ERROR: Source/JavaScriptCore/ChangeLog:12:  Please consider whether the use of security-sensitive phrasing could help someone exploit WebKit: fuzzer  [changelog/unwantedsecurityterms] [3]
Total errors found: 1 in 3 files


If any of these errors are false positives, please file a bug against check-webkit-style.
Comment 16 Saam Barati 2019-03-25 16:57:27 PDT 
Comment on attachment 365910 [details]
patch

View in context: https://bugs.webkit.org/attachment.cgi?id=365910&action=review

> Source/JavaScriptCore/ftl/FTLLowerDFGToB3.cpp:597
> +                input = boxDouble(lowDouble(Edge(node, DoubleRepUse)));

this logic is somewhat wrong for doubles.
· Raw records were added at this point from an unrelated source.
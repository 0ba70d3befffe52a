//! Streaming event reducer for the Messages API.
//!
//! Content blocks arrive interleaved by index. Text deltas are surfaced as they arrive; tool
//! calls and thinking are accumulated per index and surfaced once the block stops.

use super::response::{AnthropicUsage, redacted_thinking_block, thinking_block};
use crate::error::{LlmError, Result};
use crate::sse::SseEvent;
use crate::tools::{ResponseContext, normalize_to_history_id};
use crate::types::{Block, NormalizedContent, UsageInfo};
use serde::Deserialize;
use std::collections::HashMap;

#[derive(Debug, Deserialize)]
#[serde(tag = "type", rename_all = "snake_case")]
pub enum StreamEvent {
    MessageStart {
        message: MessageStartBody,
    },
    ContentBlockStart {
        index: u32,
        content_block: StartBlock,
    },
    ContentBlockDelta {
        index: u32,
        delta: Delta,
    },
    ContentBlockStop {
        index: u32,
    },
    MessageDelta {
        #[serde(default)]
        usage: Option<AnthropicUsage>,
    },
    MessageStop,
    Ping,
    Error {
        error: StreamErrorBody,
    },
    #[serde(other)]
    Unknown,
}

#[derive(Debug, Deserialize)]
pub struct MessageStartBody {
    #[serde(default)]
    pub usage: Option<AnthropicUsage>,
}

#[derive(Debug, Deserialize)]
#[serde(tag = "type", rename_all = "snake_case")]
pub enum StartBlock {
    Text {
        #[serde(default)]
        text: String,
    },
    ToolUse {
        id: String,
        name: String,
        #[serde(default)]
        input: serde_json::Value,
    },
    Thinking {
        #[serde(default)]
        thinking: String,
        #[serde(default)]
        signature: Option<String>,
    },
    RedactedThinking {
        data: String,
    },
    #[serde(other)]
    Unknown,
}

#[derive(Debug, Deserialize)]
#[serde(tag = "type", rename_all = "snake_case")]
pub enum Delta {
    TextDelta { text: String },
    InputJsonDelta { partial_json: String },
    ThinkingDelta { thinking: String },
    SignatureDelta { signature: String },
    #[serde(other)]
    Unknown,
}

#[derive(Debug, Deserialize)]
pub struct StreamErrorBody {
    #[serde(rename = "type", default)]
    pub kind: String,
    #[serde(default)]
    pub message: String,
}

impl StreamErrorBody {
    /// HTTP-equivalent status so mid-stream errors classify like response errors.
    pub fn status(&self) -> u16 {
        match self.kind.as_str() {
            "overloaded_error" => 529,
            "rate_limit_error" => 429,
            "api_error" => 500,
            _ => 400,
        }
    }
}

/// Parse one SSE frame. Frames without data carry nothing to reduce.
pub fn parse_event(event: &SseEvent) -> Result<Option<StreamEvent>> {
    let data = event.data.trim();
    if data.is_empty() || data == "[DONE]" {
        return Ok(None);
    }
    serde_json::from_str(data).map(Some).map_err(|e| {
        LlmError::StreamParse(format!(
            "anthropic event {} json error={e} data={data}",
            event.event
        ))
    })
}

#[derive(Debug)]
enum BlockBuilder {
    Text,
    ToolUse {
        id: String,
        name: String,
        initial: serde_json::Value,
        json: String,
    },
    Thinking {
        thought: String,
        signature: Option<String>,
    },
    RedactedThinking {
        data: String,
    },
    Ignored,
}

#[derive(Debug)]
pub struct StreamReducer {
    ctx: ResponseContext,
    blocks: HashMap<u32, BlockBuilder>,
    usage: AnthropicUsage,
    usage_seen: bool,
    last_emitted: Option<UsageInfo>,
    stopped: bool,
}

impl StreamReducer {
    pub fn new(ctx: ResponseContext) -> Self {
        Self {
            ctx,
            blocks: HashMap::new(),
            usage: AnthropicUsage::default(),
            usage_seen: false,
            last_emitted: None,
            stopped: false,
        }
    }

    pub fn is_stopped(&self) -> bool {
        self.stopped
    }

    /// Feed one event; returns chunks ready to surface.
    pub fn handle(&mut self, event: StreamEvent) -> Result<Vec<NormalizedContent>> {
        let mut out = Vec::new();
        match event {
            StreamEvent::MessageStart { message } => {
                if let Some(usage) = message.usage {
                    self.merge_usage(&usage);
                }
            }
            StreamEvent::ContentBlockStart {
                index,
                content_block,
            } => {
                let builder = match content_block {
                    StartBlock::Text { text } => {
                        if !text.is_empty() {
                            out.push(self.chunk(vec![Block::text(text)]));
                        }
                        BlockBuilder::Text
                    }
                    StartBlock::ToolUse { id, name, input } => BlockBuilder::ToolUse {
                        id,
                        name,
                        initial: input,
                        json: String::new(),
                    },
                    StartBlock::Thinking {
                        thinking,
                        signature,
                    } => BlockBuilder::Thinking {
                        thought: thinking,
                        signature,
                    },
                    StartBlock::RedactedThinking { data } => BlockBuilder::RedactedThinking { data },
                    StartBlock::Unknown => BlockBuilder::Ignored,
                };
                self.blocks.insert(index, builder);
            }
            StreamEvent::ContentBlockDelta { index, delta } => {
                if let Some(text) = self.apply_delta(index, delta) {
                    out.push(self.chunk(vec![Block::text(text)]));
                }
            }
            StreamEvent::ContentBlockStop { index } => {
                if let Some(block) = self.finish_block(index)? {
                    out.push(self.chunk(vec![block]));
                }
            }
            StreamEvent::MessageDelta { usage } => {
                if let Some(usage) = usage {
                    self.merge_usage(&usage);
                }
            }
            StreamEvent::MessageStop => {
                self.stopped = true;
                out.extend(self.flush_usage());
            }
            StreamEvent::Ping | StreamEvent::Unknown => {}
            StreamEvent::Error { error } => {
                return Err(LlmError::api("anthropic", error.status(), error.message));
            }
        }
        Ok(out)
    }

    /// Called when the byte stream ends.
    pub fn finish(&self) -> Result<()> {
        if !self.stopped {
            return Err(LlmError::Network(
                "anthropic stream terminated before message_stop".to_string(),
            ));
        }
        Ok(())
    }

    /// Accumulate a delta; returns text that should be surfaced immediately.
    fn apply_delta(&mut self, index: u32, delta: Delta) -> Option<String> {
        let builder = self.blocks.entry(index).or_insert(match &delta {
            Delta::TextDelta { .. } => BlockBuilder::Text,
            _ => BlockBuilder::Ignored,
        });
        match (builder, delta) {
            (BlockBuilder::Text, Delta::TextDelta { text }) => {
                return (!text.is_empty()).then_some(text);
            }
            (BlockBuilder::ToolUse { json, .. }, Delta::InputJsonDelta { partial_json }) => {
                json.push_str(&partial_json)
            }
            (BlockBuilder::Thinking { thought, .. }, Delta::ThinkingDelta { thinking }) => {
                thought.push_str(&thinking)
            }
            (BlockBuilder::Thinking { signature, .. }, Delta::SignatureDelta { signature: s }) => {
                signature.get_or_insert_with(String::new).push_str(&s)
            }
            (_, delta) => tracing::trace!(index, ?delta, "ignoring anthropic delta"),
        }
        None
    }

    fn finish_block(&mut self, index: u32) -> Result<Option<Block>> {
        let Some(builder) = self.blocks.remove(&index) else {
            return Ok(None);
        };
        let block = match builder {
            BlockBuilder::ToolUse {
                id,
                name,
                initial,
                json,
            } => {
                let parameters = if json.trim().is_empty() {
                    match initial {
                        serde_json::Value::Null => serde_json::json!({}),
                        other => other,
                    }
                } else {
                    serde_json::from_str(&json).map_err(|e| {
                        LlmError::StreamParse(format!(
                            "tool_use {id} input is not valid json: {e}"
                        ))
                    })?
                };
                Some(Block::tool_call(
                    normalize_to_history_id(&id),
                    self.ctx.tool_names.inbound(&name),
                    parameters,
                ))
            }
            BlockBuilder::Thinking { thought, signature } if self.ctx.include_thinking => {
                (!thought.is_empty() || signature.is_some())
                    .then(|| thinking_block(thought, signature))
            }
            BlockBuilder::RedactedThinking { data } if self.ctx.include_thinking => {
                Some(redacted_thinking_block(data))
            }
            _ => None,
        };
        Ok(block)
    }

    fn merge_usage(&mut self, usage: &AnthropicUsage) {
        self.usage.merge(usage);
        self.usage_seen = true;
    }

    /// The merged usage, when it has changed since last surfaced.
    fn pending_usage(&mut self) -> Option<UsageInfo> {
        if !self.usage_seen {
            return None;
        }
        let current = self.usage.to_usage_info();
        if self.last_emitted.as_ref() == Some(&current) {
            return None;
        }
        self.last_emitted = Some(current.clone());
        Some(current)
    }

    fn chunk(&mut self, blocks: Vec<Block>) -> NormalizedContent {
        let content = NormalizedContent::ai(blocks);
        match self.pending_usage() {
            Some(usage) => content.with_usage(usage),
            None => content,
        }
    }

    fn flush_usage(&mut self) -> Option<NormalizedContent> {
        self.pending_usage()
            .map(|usage| NormalizedContent::usage_only(Some(usage)))
    }
}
I think I need to validate them unboxed.
Comment 17 Saam Barati 2019-03-25 17:23:40 PDT 
Created attachment 365926 [details]
patch
Comment 18 EWS Watchlist 2019-03-25 17:27:49 PDT 
Attachment 365926 [details] did not pass style-queue:


ERROR: Source/JavaScriptCore/ChangeLog:12:  Please consider whether the use of security-sensitive phrasing could help someone exploit WebKit: fuzzer  [changelog/unwantedsecurityterms] [3]
Total errors found: 1 in 3 files


If any of these errors are false positives, please file a bug against check-webkit-style.
Comment 19 WebKit Commit Bot 2019-03-26 17:08:52 PDT 
Comment on attachment 365926 [details]
patch

Clearing flags on attachment: 365926

Committed r243530: <https://trac.webkit.org/changeset/243530>
Comment 20 WebKit Commit Bot 2019-03-26 17:08:54 PDT 
All reviewed patches have been landed.  Closing bug.